*Exercise details*
Write out, from the entries below, exactly the lines that run between the lines holding "if hour < 24" and "while current <= max_date", inclusive, and stop there.

*Source material*
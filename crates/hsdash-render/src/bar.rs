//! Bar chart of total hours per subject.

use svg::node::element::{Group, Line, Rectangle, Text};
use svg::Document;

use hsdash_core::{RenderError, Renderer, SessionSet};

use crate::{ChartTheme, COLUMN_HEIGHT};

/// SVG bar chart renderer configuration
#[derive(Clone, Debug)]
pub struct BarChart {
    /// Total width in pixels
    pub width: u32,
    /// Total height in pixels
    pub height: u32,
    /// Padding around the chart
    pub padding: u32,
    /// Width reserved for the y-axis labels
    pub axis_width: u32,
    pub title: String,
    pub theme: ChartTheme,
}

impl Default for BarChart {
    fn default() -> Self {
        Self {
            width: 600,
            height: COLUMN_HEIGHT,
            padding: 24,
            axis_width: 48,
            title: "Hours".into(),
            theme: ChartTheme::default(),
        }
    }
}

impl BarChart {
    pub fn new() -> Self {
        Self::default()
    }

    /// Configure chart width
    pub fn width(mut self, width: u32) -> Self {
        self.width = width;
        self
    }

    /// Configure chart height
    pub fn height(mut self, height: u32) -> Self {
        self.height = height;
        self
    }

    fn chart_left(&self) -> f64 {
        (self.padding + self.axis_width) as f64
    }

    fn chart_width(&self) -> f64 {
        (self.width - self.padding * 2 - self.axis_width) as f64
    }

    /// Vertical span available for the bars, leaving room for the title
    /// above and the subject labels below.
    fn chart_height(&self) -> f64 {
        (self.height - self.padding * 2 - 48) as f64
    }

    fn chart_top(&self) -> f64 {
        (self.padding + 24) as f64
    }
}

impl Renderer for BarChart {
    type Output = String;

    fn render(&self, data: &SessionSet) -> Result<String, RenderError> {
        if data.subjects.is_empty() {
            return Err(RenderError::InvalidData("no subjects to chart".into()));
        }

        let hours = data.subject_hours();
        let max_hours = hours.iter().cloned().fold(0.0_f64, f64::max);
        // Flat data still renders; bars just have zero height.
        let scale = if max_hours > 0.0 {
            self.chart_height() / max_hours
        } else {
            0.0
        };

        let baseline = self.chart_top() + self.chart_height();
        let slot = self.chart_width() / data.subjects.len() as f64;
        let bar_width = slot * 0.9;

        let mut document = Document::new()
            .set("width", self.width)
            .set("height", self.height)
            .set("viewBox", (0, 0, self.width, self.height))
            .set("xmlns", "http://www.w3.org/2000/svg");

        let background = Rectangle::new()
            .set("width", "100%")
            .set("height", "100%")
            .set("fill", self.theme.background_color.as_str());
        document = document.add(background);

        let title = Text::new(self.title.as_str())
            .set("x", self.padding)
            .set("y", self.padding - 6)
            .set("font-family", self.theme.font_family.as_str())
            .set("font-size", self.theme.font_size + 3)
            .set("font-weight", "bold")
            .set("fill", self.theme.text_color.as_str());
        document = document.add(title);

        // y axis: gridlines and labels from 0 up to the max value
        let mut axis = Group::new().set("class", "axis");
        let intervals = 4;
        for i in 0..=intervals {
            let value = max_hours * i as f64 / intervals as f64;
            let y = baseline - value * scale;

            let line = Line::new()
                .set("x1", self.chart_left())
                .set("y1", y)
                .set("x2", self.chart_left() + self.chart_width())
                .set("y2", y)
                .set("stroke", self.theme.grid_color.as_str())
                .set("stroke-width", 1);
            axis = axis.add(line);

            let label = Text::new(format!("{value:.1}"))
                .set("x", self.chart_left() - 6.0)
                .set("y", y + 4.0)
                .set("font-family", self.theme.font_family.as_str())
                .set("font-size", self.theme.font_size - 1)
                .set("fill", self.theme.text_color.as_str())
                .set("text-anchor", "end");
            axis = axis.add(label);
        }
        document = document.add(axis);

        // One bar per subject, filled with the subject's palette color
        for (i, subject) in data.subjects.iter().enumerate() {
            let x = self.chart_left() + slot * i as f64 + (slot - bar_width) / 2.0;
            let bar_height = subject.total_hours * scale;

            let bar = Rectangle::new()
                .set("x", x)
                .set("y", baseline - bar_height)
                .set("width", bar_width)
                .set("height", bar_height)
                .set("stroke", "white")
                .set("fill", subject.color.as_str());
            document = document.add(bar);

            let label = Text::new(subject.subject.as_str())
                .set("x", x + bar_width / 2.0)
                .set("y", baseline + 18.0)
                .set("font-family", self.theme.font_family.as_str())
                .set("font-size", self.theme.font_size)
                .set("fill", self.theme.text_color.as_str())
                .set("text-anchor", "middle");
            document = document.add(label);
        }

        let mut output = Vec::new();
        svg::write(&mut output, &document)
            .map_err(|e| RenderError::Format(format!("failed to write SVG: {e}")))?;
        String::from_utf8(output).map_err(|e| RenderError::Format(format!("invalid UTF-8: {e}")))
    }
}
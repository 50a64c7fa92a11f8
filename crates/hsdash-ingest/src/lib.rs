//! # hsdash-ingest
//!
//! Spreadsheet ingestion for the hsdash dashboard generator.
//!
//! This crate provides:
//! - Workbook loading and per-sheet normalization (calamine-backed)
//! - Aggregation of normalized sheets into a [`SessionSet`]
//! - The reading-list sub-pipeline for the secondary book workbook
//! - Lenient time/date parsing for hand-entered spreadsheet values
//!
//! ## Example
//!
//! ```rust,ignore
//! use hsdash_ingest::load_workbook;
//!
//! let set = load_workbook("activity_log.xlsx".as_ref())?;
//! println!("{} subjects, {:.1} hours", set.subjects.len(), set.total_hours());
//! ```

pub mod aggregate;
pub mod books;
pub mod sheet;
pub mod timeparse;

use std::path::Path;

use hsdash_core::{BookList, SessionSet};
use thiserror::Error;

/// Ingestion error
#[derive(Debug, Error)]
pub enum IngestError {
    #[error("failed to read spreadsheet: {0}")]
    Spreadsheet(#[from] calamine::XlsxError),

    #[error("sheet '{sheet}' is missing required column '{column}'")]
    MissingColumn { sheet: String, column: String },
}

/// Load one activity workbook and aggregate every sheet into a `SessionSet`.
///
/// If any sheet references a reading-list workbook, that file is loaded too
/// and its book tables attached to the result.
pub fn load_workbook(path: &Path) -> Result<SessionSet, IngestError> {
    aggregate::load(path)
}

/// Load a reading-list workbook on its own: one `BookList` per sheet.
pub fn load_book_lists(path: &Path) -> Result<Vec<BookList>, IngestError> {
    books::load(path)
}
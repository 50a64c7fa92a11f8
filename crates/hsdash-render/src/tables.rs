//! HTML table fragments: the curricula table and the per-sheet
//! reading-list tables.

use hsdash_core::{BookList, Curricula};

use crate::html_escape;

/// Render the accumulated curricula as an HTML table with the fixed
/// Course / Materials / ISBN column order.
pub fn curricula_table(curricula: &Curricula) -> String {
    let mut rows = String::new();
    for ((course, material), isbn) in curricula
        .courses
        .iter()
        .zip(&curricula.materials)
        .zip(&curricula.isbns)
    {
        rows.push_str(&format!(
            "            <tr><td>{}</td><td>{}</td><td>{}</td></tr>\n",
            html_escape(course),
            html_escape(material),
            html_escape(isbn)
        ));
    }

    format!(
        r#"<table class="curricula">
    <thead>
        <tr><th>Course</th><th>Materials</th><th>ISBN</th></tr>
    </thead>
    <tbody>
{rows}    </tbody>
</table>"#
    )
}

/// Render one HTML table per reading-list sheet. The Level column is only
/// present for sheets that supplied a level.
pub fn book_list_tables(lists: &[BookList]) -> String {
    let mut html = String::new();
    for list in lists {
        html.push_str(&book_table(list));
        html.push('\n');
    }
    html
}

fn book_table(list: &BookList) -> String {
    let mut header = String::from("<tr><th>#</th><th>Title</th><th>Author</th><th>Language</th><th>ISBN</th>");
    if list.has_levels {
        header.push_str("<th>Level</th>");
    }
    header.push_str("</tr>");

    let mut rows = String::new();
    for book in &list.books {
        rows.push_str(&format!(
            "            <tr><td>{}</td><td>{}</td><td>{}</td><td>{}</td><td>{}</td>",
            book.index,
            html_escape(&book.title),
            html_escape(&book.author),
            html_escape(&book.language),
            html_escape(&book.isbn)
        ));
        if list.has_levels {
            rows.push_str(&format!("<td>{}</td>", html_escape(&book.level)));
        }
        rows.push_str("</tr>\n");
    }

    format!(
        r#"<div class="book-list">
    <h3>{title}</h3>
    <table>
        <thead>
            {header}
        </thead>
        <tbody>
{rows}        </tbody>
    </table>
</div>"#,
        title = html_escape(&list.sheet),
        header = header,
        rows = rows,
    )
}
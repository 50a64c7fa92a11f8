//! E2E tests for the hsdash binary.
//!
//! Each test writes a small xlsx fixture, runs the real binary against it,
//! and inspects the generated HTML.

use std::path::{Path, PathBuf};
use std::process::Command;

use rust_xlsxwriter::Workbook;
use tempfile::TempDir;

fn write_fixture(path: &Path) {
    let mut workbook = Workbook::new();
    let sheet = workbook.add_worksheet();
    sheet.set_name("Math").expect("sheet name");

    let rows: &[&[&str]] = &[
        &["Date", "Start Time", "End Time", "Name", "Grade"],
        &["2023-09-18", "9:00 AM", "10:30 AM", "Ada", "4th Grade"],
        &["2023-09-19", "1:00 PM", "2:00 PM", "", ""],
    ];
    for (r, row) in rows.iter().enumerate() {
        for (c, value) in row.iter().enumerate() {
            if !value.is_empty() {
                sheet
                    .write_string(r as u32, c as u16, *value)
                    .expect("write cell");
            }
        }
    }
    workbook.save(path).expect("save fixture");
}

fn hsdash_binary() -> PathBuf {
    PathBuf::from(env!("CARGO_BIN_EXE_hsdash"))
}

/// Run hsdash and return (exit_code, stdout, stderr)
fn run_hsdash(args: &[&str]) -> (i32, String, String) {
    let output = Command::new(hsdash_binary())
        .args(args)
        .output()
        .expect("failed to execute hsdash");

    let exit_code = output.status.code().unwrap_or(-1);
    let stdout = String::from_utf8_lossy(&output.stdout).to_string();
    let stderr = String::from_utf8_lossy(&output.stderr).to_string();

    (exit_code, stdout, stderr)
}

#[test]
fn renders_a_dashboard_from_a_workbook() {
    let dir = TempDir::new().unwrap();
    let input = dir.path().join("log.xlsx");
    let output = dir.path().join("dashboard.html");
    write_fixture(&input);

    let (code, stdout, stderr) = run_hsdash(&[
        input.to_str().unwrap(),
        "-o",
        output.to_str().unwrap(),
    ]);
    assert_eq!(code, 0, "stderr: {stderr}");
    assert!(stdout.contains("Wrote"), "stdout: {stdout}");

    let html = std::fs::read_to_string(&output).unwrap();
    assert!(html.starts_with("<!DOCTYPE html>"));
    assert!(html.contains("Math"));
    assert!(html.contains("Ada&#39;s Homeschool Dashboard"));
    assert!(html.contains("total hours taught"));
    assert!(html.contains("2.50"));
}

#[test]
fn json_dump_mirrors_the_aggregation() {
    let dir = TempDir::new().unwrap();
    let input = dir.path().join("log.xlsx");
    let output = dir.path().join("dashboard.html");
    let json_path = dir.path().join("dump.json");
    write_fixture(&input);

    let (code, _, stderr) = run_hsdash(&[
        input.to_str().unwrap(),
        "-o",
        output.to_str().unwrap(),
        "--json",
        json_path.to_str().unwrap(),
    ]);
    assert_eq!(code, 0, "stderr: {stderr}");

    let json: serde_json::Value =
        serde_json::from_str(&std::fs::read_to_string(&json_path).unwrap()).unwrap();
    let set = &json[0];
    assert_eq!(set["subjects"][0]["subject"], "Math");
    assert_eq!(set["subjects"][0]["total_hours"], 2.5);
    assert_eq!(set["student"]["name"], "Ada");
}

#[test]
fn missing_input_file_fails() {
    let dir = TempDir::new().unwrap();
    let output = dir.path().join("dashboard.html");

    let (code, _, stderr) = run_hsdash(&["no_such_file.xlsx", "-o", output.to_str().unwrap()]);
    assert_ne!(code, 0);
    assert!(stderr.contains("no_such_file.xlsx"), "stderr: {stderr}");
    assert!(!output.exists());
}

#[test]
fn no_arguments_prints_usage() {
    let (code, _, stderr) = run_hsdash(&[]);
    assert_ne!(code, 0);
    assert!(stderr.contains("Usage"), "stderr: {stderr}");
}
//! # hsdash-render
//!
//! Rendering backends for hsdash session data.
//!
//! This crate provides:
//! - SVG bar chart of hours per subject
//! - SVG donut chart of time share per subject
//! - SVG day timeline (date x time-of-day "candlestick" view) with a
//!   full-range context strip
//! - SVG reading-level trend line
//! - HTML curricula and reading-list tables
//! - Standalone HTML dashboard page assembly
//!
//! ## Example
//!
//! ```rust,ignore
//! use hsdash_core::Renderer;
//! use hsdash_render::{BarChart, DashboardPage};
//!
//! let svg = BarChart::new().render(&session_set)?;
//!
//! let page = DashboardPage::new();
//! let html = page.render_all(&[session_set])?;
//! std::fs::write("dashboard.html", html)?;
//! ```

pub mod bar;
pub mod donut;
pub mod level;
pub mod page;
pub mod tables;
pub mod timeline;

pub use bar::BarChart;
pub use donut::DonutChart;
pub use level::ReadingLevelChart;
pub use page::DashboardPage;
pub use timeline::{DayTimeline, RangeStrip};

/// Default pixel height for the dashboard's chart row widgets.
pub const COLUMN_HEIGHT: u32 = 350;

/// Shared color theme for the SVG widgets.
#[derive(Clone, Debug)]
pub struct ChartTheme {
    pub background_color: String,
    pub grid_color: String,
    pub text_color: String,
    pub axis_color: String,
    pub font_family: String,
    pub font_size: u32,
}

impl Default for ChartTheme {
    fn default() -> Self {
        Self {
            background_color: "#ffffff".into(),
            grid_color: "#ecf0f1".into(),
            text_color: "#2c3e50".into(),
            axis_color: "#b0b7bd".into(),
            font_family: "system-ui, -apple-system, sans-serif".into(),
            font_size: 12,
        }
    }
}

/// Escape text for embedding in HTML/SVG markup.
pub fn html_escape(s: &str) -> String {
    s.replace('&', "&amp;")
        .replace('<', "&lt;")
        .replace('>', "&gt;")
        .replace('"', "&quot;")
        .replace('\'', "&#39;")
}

---

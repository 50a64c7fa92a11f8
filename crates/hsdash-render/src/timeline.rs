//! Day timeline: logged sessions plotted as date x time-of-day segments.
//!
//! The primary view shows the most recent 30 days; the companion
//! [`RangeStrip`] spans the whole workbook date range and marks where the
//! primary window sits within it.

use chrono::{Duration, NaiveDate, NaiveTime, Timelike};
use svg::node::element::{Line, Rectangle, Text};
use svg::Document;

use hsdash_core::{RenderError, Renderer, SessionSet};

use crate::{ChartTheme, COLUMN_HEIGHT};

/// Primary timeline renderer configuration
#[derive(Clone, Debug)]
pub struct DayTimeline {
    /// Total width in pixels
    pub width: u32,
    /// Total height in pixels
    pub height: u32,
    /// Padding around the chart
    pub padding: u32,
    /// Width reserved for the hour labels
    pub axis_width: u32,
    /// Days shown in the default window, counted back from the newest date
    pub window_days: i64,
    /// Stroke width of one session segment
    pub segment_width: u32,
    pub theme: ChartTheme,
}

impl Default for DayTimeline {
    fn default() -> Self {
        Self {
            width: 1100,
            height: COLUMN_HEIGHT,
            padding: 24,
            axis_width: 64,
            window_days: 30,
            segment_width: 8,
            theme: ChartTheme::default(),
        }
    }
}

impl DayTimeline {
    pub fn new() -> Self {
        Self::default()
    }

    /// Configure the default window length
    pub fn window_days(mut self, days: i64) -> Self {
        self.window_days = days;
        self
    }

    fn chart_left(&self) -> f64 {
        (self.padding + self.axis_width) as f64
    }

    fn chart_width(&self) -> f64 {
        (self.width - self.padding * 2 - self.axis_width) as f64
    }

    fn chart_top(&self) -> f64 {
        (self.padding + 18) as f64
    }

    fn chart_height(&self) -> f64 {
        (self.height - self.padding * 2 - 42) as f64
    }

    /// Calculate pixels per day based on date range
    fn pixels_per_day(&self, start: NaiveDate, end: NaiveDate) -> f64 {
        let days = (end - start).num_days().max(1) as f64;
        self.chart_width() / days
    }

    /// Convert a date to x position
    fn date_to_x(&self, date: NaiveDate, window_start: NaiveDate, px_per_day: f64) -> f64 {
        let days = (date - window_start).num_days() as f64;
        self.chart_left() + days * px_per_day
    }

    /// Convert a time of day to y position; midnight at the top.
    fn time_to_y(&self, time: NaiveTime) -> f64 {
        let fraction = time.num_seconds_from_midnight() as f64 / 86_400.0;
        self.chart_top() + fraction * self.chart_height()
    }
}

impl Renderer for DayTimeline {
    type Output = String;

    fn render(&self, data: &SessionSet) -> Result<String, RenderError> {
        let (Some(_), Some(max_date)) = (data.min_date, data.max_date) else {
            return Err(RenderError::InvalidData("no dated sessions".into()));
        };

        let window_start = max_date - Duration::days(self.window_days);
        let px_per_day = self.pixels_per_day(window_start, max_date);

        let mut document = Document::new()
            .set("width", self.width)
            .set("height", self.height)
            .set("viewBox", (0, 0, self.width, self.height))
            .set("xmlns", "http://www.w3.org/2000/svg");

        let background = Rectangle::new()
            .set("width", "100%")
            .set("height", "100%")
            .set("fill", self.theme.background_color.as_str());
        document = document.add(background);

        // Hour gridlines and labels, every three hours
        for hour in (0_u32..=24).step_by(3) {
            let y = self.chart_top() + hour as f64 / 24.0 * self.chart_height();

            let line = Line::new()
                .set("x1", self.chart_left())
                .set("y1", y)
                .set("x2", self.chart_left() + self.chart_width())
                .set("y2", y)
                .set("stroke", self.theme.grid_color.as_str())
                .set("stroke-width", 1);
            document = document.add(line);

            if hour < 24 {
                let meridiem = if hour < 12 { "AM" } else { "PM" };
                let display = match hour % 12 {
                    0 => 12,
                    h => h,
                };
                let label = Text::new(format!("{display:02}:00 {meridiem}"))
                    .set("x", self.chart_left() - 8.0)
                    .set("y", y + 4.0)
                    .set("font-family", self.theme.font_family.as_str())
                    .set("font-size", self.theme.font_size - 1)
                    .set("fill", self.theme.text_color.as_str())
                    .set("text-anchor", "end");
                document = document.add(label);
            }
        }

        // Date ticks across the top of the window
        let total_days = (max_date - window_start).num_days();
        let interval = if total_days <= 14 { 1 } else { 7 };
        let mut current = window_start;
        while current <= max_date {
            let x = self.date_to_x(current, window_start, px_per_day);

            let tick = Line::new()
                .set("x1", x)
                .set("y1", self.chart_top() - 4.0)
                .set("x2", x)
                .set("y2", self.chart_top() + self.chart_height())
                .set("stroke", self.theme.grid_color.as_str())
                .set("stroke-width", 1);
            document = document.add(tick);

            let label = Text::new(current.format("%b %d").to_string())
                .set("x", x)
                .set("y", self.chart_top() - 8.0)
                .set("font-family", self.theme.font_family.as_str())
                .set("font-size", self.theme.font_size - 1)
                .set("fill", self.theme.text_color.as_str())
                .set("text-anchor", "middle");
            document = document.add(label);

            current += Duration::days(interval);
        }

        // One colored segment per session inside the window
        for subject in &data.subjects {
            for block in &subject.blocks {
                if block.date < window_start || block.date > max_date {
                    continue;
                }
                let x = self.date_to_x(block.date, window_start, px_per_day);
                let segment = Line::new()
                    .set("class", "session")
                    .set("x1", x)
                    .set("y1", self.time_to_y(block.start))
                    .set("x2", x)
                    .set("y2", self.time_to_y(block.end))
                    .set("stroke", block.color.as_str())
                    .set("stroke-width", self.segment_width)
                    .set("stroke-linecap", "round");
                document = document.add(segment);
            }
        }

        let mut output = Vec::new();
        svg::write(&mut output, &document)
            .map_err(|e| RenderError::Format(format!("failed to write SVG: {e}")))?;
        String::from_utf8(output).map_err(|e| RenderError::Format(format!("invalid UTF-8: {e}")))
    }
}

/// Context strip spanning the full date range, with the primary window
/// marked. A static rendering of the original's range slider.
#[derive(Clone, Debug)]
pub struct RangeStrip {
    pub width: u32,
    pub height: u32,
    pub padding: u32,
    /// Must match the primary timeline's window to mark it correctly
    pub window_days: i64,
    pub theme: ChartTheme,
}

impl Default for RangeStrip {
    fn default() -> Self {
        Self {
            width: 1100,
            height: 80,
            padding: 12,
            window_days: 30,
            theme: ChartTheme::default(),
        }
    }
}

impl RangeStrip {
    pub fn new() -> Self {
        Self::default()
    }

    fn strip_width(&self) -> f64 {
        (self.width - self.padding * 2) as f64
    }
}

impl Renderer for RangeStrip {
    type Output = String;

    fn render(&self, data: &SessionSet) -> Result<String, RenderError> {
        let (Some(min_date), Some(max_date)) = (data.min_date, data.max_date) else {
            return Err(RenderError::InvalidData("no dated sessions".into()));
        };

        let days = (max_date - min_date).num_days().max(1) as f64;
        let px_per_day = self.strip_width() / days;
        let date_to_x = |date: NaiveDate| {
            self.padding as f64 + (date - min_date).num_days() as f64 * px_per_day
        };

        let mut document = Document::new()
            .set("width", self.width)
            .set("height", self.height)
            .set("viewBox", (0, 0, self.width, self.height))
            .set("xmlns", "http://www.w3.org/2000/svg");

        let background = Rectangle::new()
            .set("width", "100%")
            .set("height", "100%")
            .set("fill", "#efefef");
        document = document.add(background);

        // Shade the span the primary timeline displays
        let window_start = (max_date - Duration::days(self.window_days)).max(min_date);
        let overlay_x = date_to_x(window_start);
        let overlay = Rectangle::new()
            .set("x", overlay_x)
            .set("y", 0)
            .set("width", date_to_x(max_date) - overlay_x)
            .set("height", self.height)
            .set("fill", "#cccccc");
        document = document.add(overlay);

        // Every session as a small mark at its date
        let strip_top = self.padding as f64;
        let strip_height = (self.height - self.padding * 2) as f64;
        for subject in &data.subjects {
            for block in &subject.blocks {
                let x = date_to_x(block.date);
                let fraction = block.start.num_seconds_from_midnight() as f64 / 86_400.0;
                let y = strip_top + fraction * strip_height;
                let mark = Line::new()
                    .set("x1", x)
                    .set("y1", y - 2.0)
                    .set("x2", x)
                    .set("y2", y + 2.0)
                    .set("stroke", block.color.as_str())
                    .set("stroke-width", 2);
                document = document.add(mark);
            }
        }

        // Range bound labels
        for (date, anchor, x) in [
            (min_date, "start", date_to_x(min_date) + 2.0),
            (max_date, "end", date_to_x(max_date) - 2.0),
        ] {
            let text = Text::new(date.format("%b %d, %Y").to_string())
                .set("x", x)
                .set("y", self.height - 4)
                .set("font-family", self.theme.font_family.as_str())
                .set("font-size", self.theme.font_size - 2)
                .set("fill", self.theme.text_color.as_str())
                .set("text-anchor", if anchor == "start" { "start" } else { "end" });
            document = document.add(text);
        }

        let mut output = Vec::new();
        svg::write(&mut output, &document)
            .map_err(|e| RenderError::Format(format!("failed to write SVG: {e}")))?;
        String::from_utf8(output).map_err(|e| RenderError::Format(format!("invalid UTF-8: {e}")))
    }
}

*Response for this exercise*
            if hour < 24 {
                let meridiem = if hour < 12 { "AM" } else { "PM" };
                let display = match hour % 12 {
                    0 => 12,
                    h => h,
                };
                let label = Text::new(format!("{display:02}:00 {meridiem}"))
                    .set("x", self.chart_left() - 8.0)
                    .set("y", y + 4.0)
                    .set("font-family", self.theme.font_family.as_str())
                    .set("font-size", self.theme.font_size - 1)
                    .set("fill", self.theme.text_color.as_str())
                    .set("text-anchor", "end");
                document = document.add(label);
            }
        }

        // Date ticks across the top of the window
        let total_days = (max_date - window_start).num_days();
        let interval = if total_days <= 14 { 1 } else { 7 };
        let mut current = window_start;
        while current <= max_date {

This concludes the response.